What the task requires>
Read the data below line by line and state how many lines hold "ManualClock". Nothing else belongs in the answer.

[Records Boundary: Start]

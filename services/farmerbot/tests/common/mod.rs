//! Shared harness for farmerbot integration tests.
//!
//! Everything runs in process: a memory store, a mock chain, mock node
//! agents and a manual clock.

#![allow(dead_code)]

use std::sync::Arc;

use chrono::{DateTime, TimeZone, Utc};
use farmerbot::{
    agent::MockNodeAgent,
    chain::MockChain,
    db::{MemoryStore, Store},
    managers::{FarmManager, Fleet, NodeManager, PowerManager},
    models::{Capacity, Farm, Node, NodeStatistics, Power, PowerState, WakeupTime},
    scheduler::{NodeRefresher, ReconcileWorker},
};
use farmerbot_id::{FarmId, NodeId, TwinId};
use farmerbot_reconcile::{Clock, ManualClock, DEFAULT_RECONCILE_INTERVAL};
use tracing::Span;

/// 2024-03-01 12:00 UTC.
pub fn start() -> DateTime<Utc> {
    Utc.with_ymd_and_hms(2024, 3, 1, 12, 0, 0).unwrap()
}

pub fn node_id(id: u32) -> NodeId {
    NodeId::new(id).unwrap()
}

/// Twin addressing node `id`.
pub fn twin_id(id: u32) -> TwinId {
    TwinId::new(id + 100).unwrap()
}

pub fn node(id: u32, total: Capacity) -> Node {
    Node::new(node_id(id), twin_id(id), total)
}

pub fn small() -> Capacity {
    Capacity::new(4, 4, 4, 4)
}

pub fn off(mut node: Node) -> Node {
    node.power_state = PowerState::Off;
    node
}

/// A wake-up time that never fires during a test day starting at noon.
pub fn late_wakeup() -> Power {
    Power {
        wake_up_threshold: 80,
        periodic_wake_up: WakeupTime::parse("11:59PM").unwrap(),
    }
}

pub fn init_tracing() {
    let _ = tracing_subscriber::fmt()
        .with_env_filter(
            tracing_subscriber::EnvFilter::try_from_default_env()
                .unwrap_or_else(|_| "info,farmerbot=debug".into()),
        )
        .with_test_writer()
        .try_init();
}

pub struct Harness {
    pub store: Arc<MemoryStore>,
    pub chain: Arc<MockChain>,
    pub agent: Arc<MockNodeAgent>,
    pub clock: Arc<ManualClock>,
    pub fleet: Fleet,
    pub farms: FarmManager,
    pub nodes: NodeManager,
    pub power: PowerManager,
}

impl Harness {
    /// A farm with `public_ips` addresses and the given nodes, power
    /// policy [`late_wakeup`], clock at [`start`].
    pub async fn new(public_ips: u64, nodes: Vec<Node>) -> Self {
        init_tracing();

        let store = Arc::new(MemoryStore::new());
        let mut farm = Farm::new(FarmId::new(1).unwrap());
        farm.public_ips = public_ips;
        store.set_farm(&farm).await.unwrap();
        store.set_nodes(&nodes).await.unwrap();
        store.set_power(&late_wakeup()).await.unwrap();

        let chain = Arc::new(MockChain::new());
        let agent = Arc::new(MockNodeAgent::new());
        let clock = Arc::new(ManualClock::new(start()));
        let fleet = Fleet::new(store.clone(), chain.clone(), clock.clone());

        Self {
            farms: FarmManager::new(fleet.clone(), Span::none()),
            nodes: NodeManager::new(fleet.clone(), Span::none()),
            power: PowerManager::new(fleet.clone(), Span::none()),
            store,
            chain,
            agent,
            clock,
            fleet,
        }
    }

    pub fn now(&self) -> DateTime<Utc> {
        self.clock.now()
    }

    /// Make node `id` answer probes, reporting `stats`.
    pub fn online(&self, id: u32, stats: NodeStatistics) {
        self.agent.set_online(twin_id(id), true);
        self.agent.set_statistics(twin_id(id), stats);
    }

    pub fn offline(&self, id: u32) {
        self.agent.set_online(twin_id(id), false);
    }

    pub fn refresher(&self) -> NodeRefresher {
        NodeRefresher::new(self.fleet.clone(), self.agent.clone(), Span::none())
    }

    pub fn worker(&self) -> ReconcileWorker {
        ReconcileWorker::new(
            self.refresher(),
            self.power.clone(),
            DEFAULT_RECONCILE_INTERVAL,
            Span::none(),
        )
    }

    pub async fn stored(&self, id: u32) -> Node {
        self.store.get_node(node_id(id)).await.unwrap()
    }

    pub async fn set_node(&self, node: &Node) {
        self.store.update_node(node).await.unwrap();
    }
}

[Records Boundary: End]

The answer>
3